Directions for this task: Please return every line from the entries that has the string "LinkKind" in it.

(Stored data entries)
::::::

//! tigerbeetle.com blog parser.
//!
//! The index lists posts as `<a class="post" href="2024-12-19-slug">` cards
//! with the title in an inner `<h2>`; the date only appears in the href.

use std::sync::LazyLock;

use regex::Regex;
use scraper::{Html, Selector};
use url::Url;

use blogbook_content::{collapse_text, normalize_text};
use blogbook_shared::{ClassifiedLink, LinkHint, LinkKind, PostMetadata, host_key};

use super::generic::{self, GenericParser};
use super::{PageParser, ParseContext};
use crate::dates;

const HOST: &str = "tigerbeetle.com";

const MIN_TITLE_CHARS: usize = 5;

static POST_CARD: LazyLock<Selector> =
    LazyLock::new(|| Selector::parse("a.post[href]").expect("valid selector"));

static H2: LazyLock<Selector> = LazyLock::new(|| Selector::parse("h2").expect("valid selector"));

static STRIP_CLASS_RE: LazyLock<Regex> =
    LazyLock::new(|| Regex::new(r"(?i)author|byline|meta").expect("valid regex"));

/// Parser for the TigerBeetle engineering blog.
pub struct TigerBeetleParser;

impl PageParser for TigerBeetleParser {
    fn name(&self) -> &str {
        "tigerbeetle"
    }

    fn detect(&self, url: &Url) -> bool {
        host_key(url) == HOST
    }

    fn blog_title(&self, _doc: &Html, _cx: &ParseContext<'_>) -> Option<String> {
        Some("TigerBeetle Engineering Blog".into())
    }

    fn extract_links(&self, doc: &Html, cx: &ParseContext<'_>) -> Vec<ClassifiedLink> {
        if cx.overrides_links() {
            return GenericParser.extract_links(doc, cx);
        }

        // Card hrefs are relative to the listing directory even when the
        // index URL lacks its trailing slash.
        let base = directory_url(cx.page_url);

        let mut links: Vec<ClassifiedLink> = doc
            .select(&POST_CARD)
            .filter_map(|card| {
                let url = generic::resolve_href(card, &base)?;
                let title = card
                    .select(&H2)
                    .next()
                    .map(collapse_text)
                    .unwrap_or_else(|| collapse_text(card));
                if title.chars().count() < MIN_TITLE_CHARS || !generic::same_site(&url, cx) {
                    return None;
                }

                let date = dates::date_from_url(&url);
                let mut link = ClassifiedLink::new(url, LinkKind::PostCandidate);
                link.hint = LinkHint {
                    title: Some(normalize_text(&title)),
                    date,
                };
                Some(link)
            })
            .collect();

        links.extend(generic::pagination_links(doc, cx));
        links
    }

    fn extract_post(&self, doc: &Html, cx: &ParseContext<'_>, hint: &LinkHint) -> PostMetadata {
        generic::post_metadata(doc, cx, hint, |el| {
            generic::class_matches(el, &STRIP_CLASS_RE)
        })
    }
}

fn directory_url(url: &Url) -> Url {
    let mut dir = url.clone();
    if !dir.path().ends_with('/') {
        let path = format!("{}/", dir.path());
        dir.set_path(&path);
    }
    dir
}

#[cfg(test)]
mod tests {
    use super::*;
    use blogbook_shared::CompiledHints;

    #[test]
    fn cards_resolve_against_listing_directory() {
        let doc = Html::parse_document(
            r#"<body>
                <a class="post" href="2024-12-19-enum-of-arrays"><h2>Enum of Arrays</h2><p>teaser</p></a>
                <a class="post" href="2023-07-11-a-friendly-abstraction"><h2>A Friendly Abstraction</h2></a>
                <a href="/company">Company</a>
            </body>"#,
        );
        let page = Url::parse("https://tigerbeetle.com/blog").unwrap();
        let hints = CompiledHints::default();
        let cx = ParseContext {
            page_url: &page,
            blog_root: &page,
            hints: &hints,
        };

        let posts: Vec<_> = TigerBeetleParser
            .extract_links(&doc, &cx)
            .into_iter()
            .filter(|l| l.kind == LinkKind::PostCandidate)
            .collect();

        assert_eq!(posts.len(), 2);
        assert_eq!(
            posts[0].url.as_str(),
            "https://tigerbeetle.com/blog/2024-12-19-enum-of-arrays"
        );
        assert_eq!(posts[0].hint.title.as_deref(), Some("Enum of Arrays"));
        assert_eq!(
            posts[0].hint.date,
            chrono::NaiveDate::from_ymd_opt(2024, 12, 19)
        );
    }

    #[test]
    fn strips_author_blocks() {
        let doc = Html::parse_document(
            r#"<body><article><h1>Enum of Arrays</h1>
                <div class="post-author">Joran</div><p>Body text.</p></article></body>"#,
        );
        let page = Url::parse("https://tigerbeetle.com/blog/2024-12-19-enum-of-arrays").unwrap();
        let root = Url::parse("https://tigerbeetle.com/blog/").unwrap();
        let hints = CompiledHints::default();
        let cx = ParseContext {
            page_url: &page,
            blog_root: &root,
            hints: &hints,
        };

        let meta = TigerBeetleParser.extract_post(&doc, &cx, &LinkHint::default());
        assert_eq!(meta.title, "Enum of Arrays");
        assert_eq!(meta.published, chrono::NaiveDate::from_ymd_opt(2024, 12, 19));
        assert!(meta.body_html.contains("Body text."));
        assert!(!meta.body_html.contains("Joran"));
    }
}
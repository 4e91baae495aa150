//! Document assembly.
//!
//! [`assemble`] builds the [`Document`] in two passes over the ordered posts:
//! the layout pass turns each post into a [`Section`] with its anchor, then the
//! reference pass derives the table of contents from those sections and
//! checks every entry against them. The function is pure: identical input
//! yields an identical document.

use tracing::{info, instrument};
use url::Url;

use blogbook_content::{normalize_text, sanitize_body};
use blogbook_shared::{Cover, Document, OrderedPostRecord, Result, Section, display_date};

use crate::toc;

/// Anchor id for the section at `ordinal`.
pub fn section_anchor(ordinal: usize) -> String {
    format!("post-{ordinal}")
}

/// Assemble the document for `blog_title` from posts already in reading order.
#[instrument(skip_all, fields(posts = ordered.len()))]
pub fn assemble(blog_title: &str, source_url: &Url, ordered: &[OrderedPostRecord]) -> Result<Document> {
    let sections = layout(ordered);

    let toc = toc::build_toc(&sections);
    toc::validate_toc(&toc, &sections)?;

    let cover = Cover {
        title: normalize_text(blog_title),
        subtitle: article_count(sections.len()),
        source_url: source_url.to_string(),
    };

    info!(sections = sections.len(), "document assembled");

    Ok(Document {
        cover,
        toc,
        sections,
    })
}

/// Layout pass: one section per post, positioned by ordinal.
fn layout(ordered: &[OrderedPostRecord]) -> Vec<Section> {
    ordered
        .iter()
        .map(|o| {
            let record = &o.record;
            let title = normalize_text(&record.title);
            Section {
                ordinal: o.ordinal,
                anchor: section_anchor(o.ordinal),
                // An untitled post is still listed; its URL is the best label.
                title: if title.is_empty() {
                    record.source_url.to_string()
                } else {
                    title
                },
                display_date: display_date(record.published),
                source_url: record.source_url.to_string(),
                body_html: sanitize_body(&record.body_html, &record.source_url),
            }
        })
        .collect()
}

fn article_count(n: usize) -> String {
    match n {
        1 => "1 article".to_string(),
        n => format!("{n} articles"),
    }
}

#[cfg(test)]
mod tests {
    use super::*;
    use blogbook_shared::{PostRecord, UNDATED_LABEL};
    use chrono::NaiveDate;

    use crate::ordering::order_posts;

    fn record(slug: &str, title: &str, date: Option<(i32, u32, u32)>, index: usize) -> PostRecord {
        PostRecord {
            source_url: Url::parse(&format!("https://example.com/blog/{slug}/")).unwrap(),
            title: title.into(),
            published: date.and_then(|(y, m, d)| NaiveDate::from_ymd_opt(y, m, d)),
            body_html: format!(
                "<h1>{title}</h1><p>Body of {slug} with <a href=\"../other\">a link</a>.</p>\
                 <form><input></form>"
            ),
            discovery_index: index,
        }
    }

    fn root() -> Url {
        Url::parse("https://example.com/blog/").unwrap()
    }

    #[test]
    fn sections_and_toc_line_up() {
        let ordered = order_posts(vec![
            record("p1", "P1", Some((2024, 1, 10)), 0),
            record("p2", "P2", Some((2024, 3, 1)), 1),
            record("p3", "P3", Some((2024, 2, 15)), 2),
        ]);
        let doc = assemble("Example Blog", &root(), &ordered).unwrap();

        let toc_titles: Vec<_> = doc.toc.iter().map(|e| e.title.as_str()).collect();
        assert_eq!(toc_titles, vec!["P1", "P3", "P2"]);
        for (entry, section) in doc.toc.iter().zip(&doc.sections) {
            assert_eq!(entry.target, section.anchor);
        }
        assert_eq!(doc.sections[0].anchor, "post-1");
        assert_eq!(doc.sections[0].display_date, "January 10, 2024");
        assert_eq!(doc.cover.subtitle, "3 articles");
        assert_eq!(doc.cover.source_url, "https://example.com/blog/");
    }

    #[test]
    fn bodies_are_sanitized_against_their_source() {
        let ordered = order_posts(vec![record("p1", "P1", Some((2024, 1, 10)), 0)]);
        let doc = assemble("Blog", &root(), &ordered).unwrap();
        let body = &doc.sections[0].body_html;

        assert!(!body.contains("<h1>"));
        assert!(!body.contains("<form"));
        assert!(body.contains("href=\"https://example.com/blog/other\""));
        assert_eq!(doc.cover.subtitle, "1 article");
    }

    #[test]
    fn undated_and_untitled_posts_are_labelled() {
        let ordered = order_posts(vec![
            record("nodate", "", None, 0),
            record("dated", "Dated", Some((2020, 6, 1)), 1),
        ]);
        let doc = assemble("Blog", &root(), &ordered).unwrap();

        assert_eq!(doc.toc[0].title, "Dated");
        assert_eq!(doc.toc[1].title, "https://example.com/blog/nodate/");
        assert_eq!(doc.toc[1].display_date, UNDATED_LABEL);
        assert!(doc.toc[1].undated);
    }

    #[test]
    fn assembly_is_pure() {
        let ordered = order_posts(vec![
            record("a", "A", Some((2024, 1, 1)), 0),
            record("b", "B", None, 1),
        ]);
        let first = assemble("Blog", &root(), &ordered).unwrap();
        let second = assemble("Blog", &root(), &ordered).unwrap();
        assert_eq!(first, second);
    }

    #[test]
    fn empty_input_gives_empty_document() {
        let doc = assemble("Blog", &root(), &[]).unwrap();
        assert!(doc.toc.is_empty());
        assert!(doc.sections.is_empty());
        assert_eq!(doc.cover.subtitle, "0 articles");
    }
}
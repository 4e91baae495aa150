//! Shared types, error model, and configuration for blogbook.
//!
//! This crate is the foundation depended on by all other blogbook crates.
//! It provides:
//! - [`BlogbookError`], the unified error type
//! - The pipeline data model ([`PostLink`], [`PostRecord`], [`OrderedPostRecord`],
//!   [`TocEntry`], [`Document`])
//! - URL identity normalization ([`UrlKey`])
//! - Configuration ([`AppConfig`], [`RunConfig`], [`SiteHints`], config loading)

pub mod config;
pub mod error;
pub mod identity;
pub mod types;

// Re-export public API at crate root for ergonomic imports.
pub use config::{
    AppConfig, CompiledHints, DefaultsConfig, RenderConfig, RunConfig, SiteHints, config_dir,
    config_file_path, init_config, load_config, load_config_from,
};
pub use error::{BlogbookError, Result};
pub use identity::{UrlKey, host_key};
pub use types::{
    BlogSource, ClassifiedLink, Cover, Document, LinkHint, LinkKind, OrderedPostRecord,
    PageFetchResult, PostLink, PostMetadata, PostRecord, Section, SkippedPost, TocEntry,
    UNDATED_LABEL, display_date,
};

::::::

Exercise solution:
use blogbook_shared::{ClassifiedLink, LinkHint, LinkKind, PostMetadata, host_key};
                let mut link = ClassifiedLink::new(url, LinkKind::PostCandidate);
            .filter(|l| l.kind == LinkKind::PostCandidate)
    BlogSource, ClassifiedLink, Cover, Document, LinkHint, LinkKind, OrderedPostRecord,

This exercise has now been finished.